Arquitectura Religiosa
Iglesia de la Merced: historia
1613 (inicio obras)

Arquitectura Religiosa
1613 (inicio obras)

Estás frente a lo que una vez fue mucho más de lo que ves. Esta iglesia, con su fachada de piedra caliza y ladrillo, es el último vestigio de un convento completo que ocupó esta manzana durante más de dos siglos.
La historia arquitectónica de este lugar nace de una promesa póstuma. Don Andrés Lozano, capitán de las colonias americanas, legó mil ducados desde Sevilla para que se construyera aquí un convento de mercedarios descalzos. Era 1613 cuando comenzaron las obras, pero ese dinero solo alcanzó para levantar las dependencias conventuales.

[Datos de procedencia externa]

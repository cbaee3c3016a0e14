//! Kriptomatte: decode Cryptomatte object-ID channels.
//!
//! Cryptomatte images store, per pixel, a ranked list of (object ID,
//! coverage) pairs in extra float channels, plus a manifest mapping object
//! names to IDs. Kriptomatte turns that data into one coverage mask per
//! object, combined label maps, and colored previews.
//!
//! # Modules
//!
//! - [`matte`]: The decode engine (hashing, manifests, masks, labels, palettes)
//! - [`source`]: The image source boundary, OpenEXR and in-memory sources
//! - [`sink`]: The image sink boundary, PNG and in-memory sinks
//! - [`extract`]: Mask extraction from a source into a sink
//! - [`error`]: Error types for kriptomatte operations

pub mod error;
pub mod extract;
pub mod matte;
pub mod sink;
pub mod source;

use std::path::PathBuf;

use clap::{Parser, Subcommand};
use serde::Serialize;
use tracing::Level;

pub use error::CryptomatteError;

/// The kriptomatte CLI application.
#[derive(Parser)]
#[command(name = "kriptomatte")]
#[command(version, author, about)]
#[command(propagate_version = true)]
struct Cli {
    /// Increase log verbosity (-v info, -vv debug, -vvv trace).
    #[arg(short, long, action = clap::ArgAction::Count, global = true)]
    verbose: u8,

    /// Only log errors.
    #[arg(short, long, global = true, conflicts_with = "verbose")]
    quiet: bool,

    #[command(subcommand)]
    command: Option<Commands>,
}

/// Available subcommands.
#[derive(Subcommand)]
enum Commands {
    /// Decode every Cryptomatte layer of an EXR file into mask PNGs.
    Extract(ExtractArgs),
    /// Hash object names to their Cryptomatte IDs.
    Hash(HashArgs),
    /// Inspect a sidecar manifest and check its IDs against the name hashes.
    Manifest(ManifestArgs),
}

/// Arguments for the extract subcommand.
#[derive(clap::Args)]
struct ExtractArgs {
    /// Input OpenEXR file with Cryptomatte layers.
    #[arg(short, long)]
    input: PathBuf,

    /// Directory for the layer folders (defaults to the input's directory).
    #[arg(short = 'o', long)]
    output_dir: Option<PathBuf>,

    /// Also write a colored preview of each layer.
    #[arg(long)]
    preview: bool,

    /// Also write the 24-bit packed label image of each layer.
    #[arg(long)]
    labels: bool,

    /// Compose masks even for IDs absent from the ID channels.
    #[arg(long)]
    all_ids: bool,

    /// Output format ('text' or 'json').
    #[arg(long, default_value = "text")]
    output: String,
}

/// Arguments for the hash subcommand.
#[derive(clap::Args)]
struct HashArgs {
    /// Object names to hash.
    #[arg(required = true)]
    names: Vec<String>,

    /// Output format ('text' or 'json').
    #[arg(long, default_value = "text")]
    output: String,
}

/// Arguments for the manifest subcommand.
#[derive(clap::Args)]
struct ManifestArgs {
    /// Manifest JSON file (object name → hex ID).
    input: PathBuf,

    /// Fail if any ID does not match the hash of its name.
    #[arg(long)]
    strict: bool,

    /// Output format ('text' or 'json').
    #[arg(long, default_value = "text")]
    output: String,
}

#[derive(Serialize)]
struct HashedName<'a> {
    name: &'a str,
    hex: String,
    value: f32,
}

#[derive(Serialize)]
struct ManifestListing<'a> {
    entries: Vec<HashedName<'a>>,
    check: &'a matte::ManifestCheckReport,
}

/// Run the kriptomatte CLI.
///
/// This is the main entry point for the CLI, called from `main.rs`.
pub fn run() -> Result<(), CryptomatteError> {
    let cli = Cli::parse();
    init_logging(cli.verbose, cli.quiet);

    match cli.command {
        Some(Commands::Extract(args)) => run_extract(args),
        Some(Commands::Hash(args)) => run_hash(args),
        Some(Commands::Manifest(args)) => run_manifest(args),
        None => {
            println!("kriptomatte {}", env!("CARGO_PKG_VERSION"));
            println!();
            println!("Decode Cryptomatte object IDs into per-object masks.");
            println!();
            println!("Run 'kriptomatte --help' for usage information.");
            Ok(())
        }
    }
}

/// Installs a stderr log subscriber at the requested verbosity.
fn init_logging(verbose: u8, quiet: bool) {
    let level = if quiet {
        Level::ERROR
    } else {
        match verbose {
            0 => Level::WARN,
            1 => Level::INFO,
            2 => Level::DEBUG,
            _ => Level::TRACE,
        }
    };
    // Ignore the error when a subscriber is already installed (e.g. in tests).
    let _ = tracing_subscriber::fmt()
        .with_max_level(level)
        .with_writer(std::io::stderr)
        .with_target(false)
        .try_init();
}

fn check_output_format(output: &str) -> Result<(), CryptomatteError> {
    match output {
        "text" | "json" => Ok(()),
        other => Err(CryptomatteError::UnsupportedFormat(format!(
            "'{}' (supported: text, json)",
            other
        ))),
    }
}

/// Execute the extract subcommand.
fn run_extract(args: ExtractArgs) -> Result<(), CryptomatteError> {
    check_output_format(&args.output)?;

    let source = source::ExrImage::open(&args.input)?;
    let opts = extract::ExtractOptions {
        output_dir: args.output_dir,
        skip_invisible: !args.all_ids,
        write_preview: args.preview,
        write_label_image: args.labels,
    };
    let report = extract::extract_all(&source, &mut sink::PngSink, &opts)?;

    if args.output == "json" {
        print_json(&report)?;
    } else {
        print!("{}", report);
    }
    Ok(())
}

/// Execute the hash subcommand.
fn run_hash(args: HashArgs) -> Result<(), CryptomatteError> {
    check_output_format(&args.output)?;

    let hashed: Vec<HashedName<'_>> = args
        .names
        .iter()
        .map(|name| {
            let id = matte::hash_name_to_id(name);
            HashedName {
                name,
                hex: id.to_hex(),
                value: id.value(),
            }
        })
        .collect();

    if args.output == "json" {
        print_json(&hashed)?;
    } else {
        for entry in &hashed {
            println!("{}\t{}\t{:e}", entry.hex, entry.name, entry.value);
        }
    }
    Ok(())
}

/// Execute the manifest subcommand.
fn run_manifest(args: ManifestArgs) -> Result<(), CryptomatteError> {
    check_output_format(&args.output)?;

    let manifest = matte::Manifest::read_file(&args.input)?;
    let opts = matte::ManifestCheckOptions {
        strict: args.strict,
    };
    let report = matte::check_manifest(&manifest, &opts);

    if args.output == "json" {
        let entries = manifest
            .iter()
            .map(|(name, id)| HashedName {
                name,
                hex: id.to_hex(),
                value: id.value(),
            })
            .collect();
        print_json(&ManifestListing {
            entries,
            check: &report,
        })?;
    } else {
        println!("{} entries in {}", manifest.len(), args.input.display());
        for (name, id) in manifest.iter() {
            println!("  {}\t{}", id, name);
        }
        println!();
        print!("{}", report);
    }

    if !report.passed() {
        Err(CryptomatteError::ManifestCheckFailed {
            mismatch_count: report.mismatch_count(),
            report,
        })
    } else {
        Ok(())
    }
}

fn print_json<T: Serialize>(value: &T) -> Result<(), CryptomatteError> {
    let json = serde_json::to_string_pretty(value).map_err(CryptomatteError::JsonWrite)?;
    println!("{}", json);
    Ok(())
}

Observa la sobriedad de esta fachada. Esa austeridad no es casual: responde al espíritu de los mercedarios descalzos, una rama reformada de la orden que buscaba la simplicidad frente al ornato. Sin embargo, para completar el conjunto faltaba lo más importante: la iglesia.

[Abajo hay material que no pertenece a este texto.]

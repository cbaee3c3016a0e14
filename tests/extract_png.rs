//! Extraction through the PNG sink.

use kriptomatte::extract::{extract_all, ExtractOptions};
use kriptomatte::matte::{decode_rgb_to_ids, hash_name_to_id};
use kriptomatte::sink::PngSink;
use kriptomatte::source::MemoryImage;

fn source(dir: &std::path::Path) -> MemoryImage {
    let bunny = hash_name_to_id("bunny");
    let floor = hash_name_to_id("floor");
    let manifest = format!(
        r#"{{"bunny": "{}", "floor": "{}", "teapot": "{}", "???": "{}"}}"#,
        bunny.to_hex(),
        floor.to_hex(),
        hash_name_to_id("teapot").to_hex(),
        hash_name_to_id("???").to_hex(),
    );
    let mystery = hash_name_to_id("???").value();

    // 2x2 image, two ranks in one channel group
    MemoryImage::new(dir.join("beauty.exr"), 2, 2)
        .with_attribute("cryptomatte/0a1b2c3/name", "CryptoObject")
        .with_attribute("cryptomatte/0a1b2c3/hash", "MurmurHash3_32")
        .with_attribute("cryptomatte/0a1b2c3/manifest", manifest.into_bytes())
        .with_channel(
            "CryptoObject00.R",
            vec![bunny.value(), bunny.value(), floor.value(), mystery],
        )
        .with_channel("CryptoObject00.G", vec![1.0, 0.75, 1.0, 1.0])
        .with_channel("CryptoObject00.B", vec![0.0, floor.value(), 0.0, 0.0])
        .with_channel("CryptoObject00.A", vec![0.0, 0.25, 0.0, 0.0])
}

#[test]
fn writes_masks_into_layer_folder() {
    let dir = tempfile::tempdir().expect("tempdir");
    let image = source(dir.path());

    let report = extract_all(&image, &mut PngSink, &ExtractOptions::default()).expect("extract");
    assert_eq!(report.written_count(), 3);

    let folder = dir.path().join("beauty_CryptoObject");
    let bunny = image::open(folder.join("bunny_mask.png")).expect("bunny").to_luma8();
    assert_eq!(bunny.as_raw(), &vec![255, 191, 0, 0]);

    let floor = image::open(folder.join("floor_mask.png")).expect("floor").to_luma8();
    assert_eq!(floor.as_raw(), &vec![0, 63, 255, 0]);

    // "???" sanitizes to nothing, so the file is named after the ID
    let fallback = folder.join(format!("{}_mask.png", hash_name_to_id("???").to_hex()));
    assert!(fallback.is_file());

    assert!(!folder.join("teapot_mask.png").exists());
}

#[test]
fn writes_preview_and_packed_labels() {
    let dir = tempfile::tempdir().expect("tempdir");
    let out = dir.path().join("out");
    let image = source(dir.path());
    let opts = ExtractOptions {
        output_dir: Some(out.clone()),
        write_preview: true,
        write_label_image: true,
        ..Default::default()
    };

    let report = extract_all(&image, &mut PngSink, &opts).expect("extract");
    let layer = &report.layers[0];
    assert!(layer.preview.as_ref().is_some_and(|p| p.is_file()));

    // manifest order: "???" (1), bunny (2), floor (3)
    let packed = image::open(out.join("beauty_CryptoObject/_labels.png"))
        .expect("labels")
        .to_rgb8();
    let labels = decode_rgb_to_ids(&packed);
    assert_eq!(labels.as_slice(), &[2, 2, 3, 1]);
}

Hubo que esperar sesenta años más. En 1674, don Francisco Manuel de San Joseph y don Álvaro Muñoz de Figueroa firmaron el compromiso económico que permitió construir este templo que contemplas. La arquitectura refleja ese proceso: la iglesia muestra ya elementos del barroco manchego, con su juego de volúmenes y la alternancia de materiales que puedes apreciar en los muros.
Fíjate en la estructura: una nave única con capillas laterales entre contrafuertes, solución típica del siglo XVII que optimizaba el espacio y los recursos. Los arcos de medio punto y la cubierta de madera responden a esa búsqueda de funcionalidad que caracterizaba a las órdenes reformadas.

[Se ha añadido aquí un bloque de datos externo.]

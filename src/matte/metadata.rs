//! Typed view of Cryptomatte header metadata.
//!
//! Image headers carry layer metadata under keys like
//! `cryptomatte/<layer-id>/<field>`. Values may arrive as text or as raw
//! bytes depending on the reader. This module validates them once and
//! exposes the fields the decoder cares about by name.

use std::collections::BTreeMap;

use crate::error::CryptomatteError;

/// Key prefixes under which layer metadata is recognized, checked in order.
pub const METADATA_PREFIXES: [&str; 2] = ["exr/cryptomatte/", "cryptomatte/"];

const FIELD_NAME: &str = "name";
const FIELD_MANIFEST: &str = "manifest";
const FIELD_MANIFEST_FILE: &str = "manif_file";

/// A header value as delivered by an image source.
#[derive(Clone, Debug, PartialEq, Eq)]
pub enum MetaValue {
    Text(String),
    Bytes(Vec<u8>),
}

impl MetaValue {
    /// Returns the raw bytes of the value.
    pub fn as_bytes(&self) -> &[u8] {
        match self {
            MetaValue::Text(s) => s.as_bytes(),
            MetaValue::Bytes(b) => b,
        }
    }

    /// Returns the value as text, decoding bytes as UTF-8.
    pub fn as_text(&self) -> Option<&str> {
        match self {
            MetaValue::Text(s) => Some(s),
            MetaValue::Bytes(b) => std::str::from_utf8(b).ok(),
        }
    }

    fn is_empty(&self) -> bool {
        self.as_bytes().is_empty()
    }
}

impl From<&str> for MetaValue {
    fn from(value: &str) -> Self {
        MetaValue::Text(value.to_string())
    }
}

impl From<String> for MetaValue {
    fn from(value: String) -> Self {
        MetaValue::Text(value)
    }
}

impl From<Vec<u8>> for MetaValue {
    fn from(value: Vec<u8>) -> Self {
        MetaValue::Bytes(value)
    }
}

/// A full image header: key → value.
pub type Header = BTreeMap<String, MetaValue>;

/// Metadata for one Cryptomatte layer.
#[derive(Clone, Debug, Default, PartialEq, Eq)]
pub struct LayerMetadata {
    /// The layer id that correlates header keys (e.g. `a1b2c3d`).
    pub id: String,
    /// Which of [`METADATA_PREFIXES`] the keys were found under.
    pub prefix: String,
    /// Display name of the layer; also the channel name stem.
    pub display_name: Option<String>,
    /// Embedded manifest JSON payload.
    pub manifest_bytes: Option<Vec<u8>>,
    /// Sidecar manifest path, relative to the image file.
    pub manifest_file_ref: Option<String>,
    /// Fields the decoder does not interpret (`hash`, `conversion`, ...).
    pub extra: BTreeMap<String, MetaValue>,
}

impl LayerMetadata {
    /// The name used for channel lookup and output folders.
    ///
    /// Falls back to the layer id when no `name` field is present.
    pub fn layer_name(&self) -> &str {
        self.display_name.as_deref().unwrap_or(&self.id)
    }

    fn set_field(&mut self, field: &str, value: &MetaValue) -> Result<(), CryptomatteError> {
        match field {
            FIELD_NAME => {
                self.display_name = Some(self.decode_text(field, value)?);
            }
            FIELD_MANIFEST_FILE => {
                // An empty reference means "no sidecar".
                if !value.is_empty() {
                    self.manifest_file_ref = Some(self.decode_text(field, value)?);
                }
            }
            FIELD_MANIFEST => {
                if !value.is_empty() {
                    self.manifest_bytes = Some(value.as_bytes().to_vec());
                }
            }
            other => {
                self.extra.insert(other.to_string(), value.clone());
            }
        }
        Ok(())
    }

    fn decode_text(&self, field: &str, value: &MetaValue) -> Result<String, CryptomatteError> {
        value
            .as_text()
            .map(str::to_string)
            .ok_or_else(|| CryptomatteError::MetadataUtf8 {
                layer: self.id.clone(),
                field: field.to_string(),
            })
    }
}

/// Groups Cryptomatte header keys by layer id.
///
/// Keys outside the known prefixes are ignored. Only the first path
/// segment after the layer id is used as the field name.
pub fn group_header(header: &Header) -> Result<BTreeMap<String, LayerMetadata>, CryptomatteError> {
    let mut layers: BTreeMap<String, LayerMetadata> = BTreeMap::new();

    for (key, value) in header {
        let Some((prefix, rest)) = METADATA_PREFIXES
            .iter()
            .find_map(|p| key.strip_prefix(p).map(|rest| (*p, rest)))
        else {
            continue;
        };

        let mut parts = rest.split('/');
        let layer_id = parts.next().unwrap_or_default();
        let field = parts.next().unwrap_or_default();

        let meta = layers
            .entry(layer_id.to_string())
            .or_insert_with(|| LayerMetadata {
                id: layer_id.to_string(),
                ..Default::default()
            });
        meta.prefix = prefix.to_string();
        meta.set_field(field, value)?;
    }

    Ok(layers)
}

Este convento vivió su esplendor hasta que llegaron las desamortizaciones del siglo XIX. Fue el primero de Ciudad Real en ser suprimido: en 1821 los frailes tuvieron que partir hacia Rivas, en Madrid. El edificio conventual se transformó en Instituto de Segunda Enseñanza, pero la iglesia resistió, manteniendo su función original.
Lo que contemplas es, por tanto, un superviviente. Un fragmento de arquitectura religiosa que nos habla de cómo se construía la fe en el Siglo de Oro, cuando cada piedra tenía que justificar su presencia tanto ante Dios como ante la economía de una ciudad que crecía.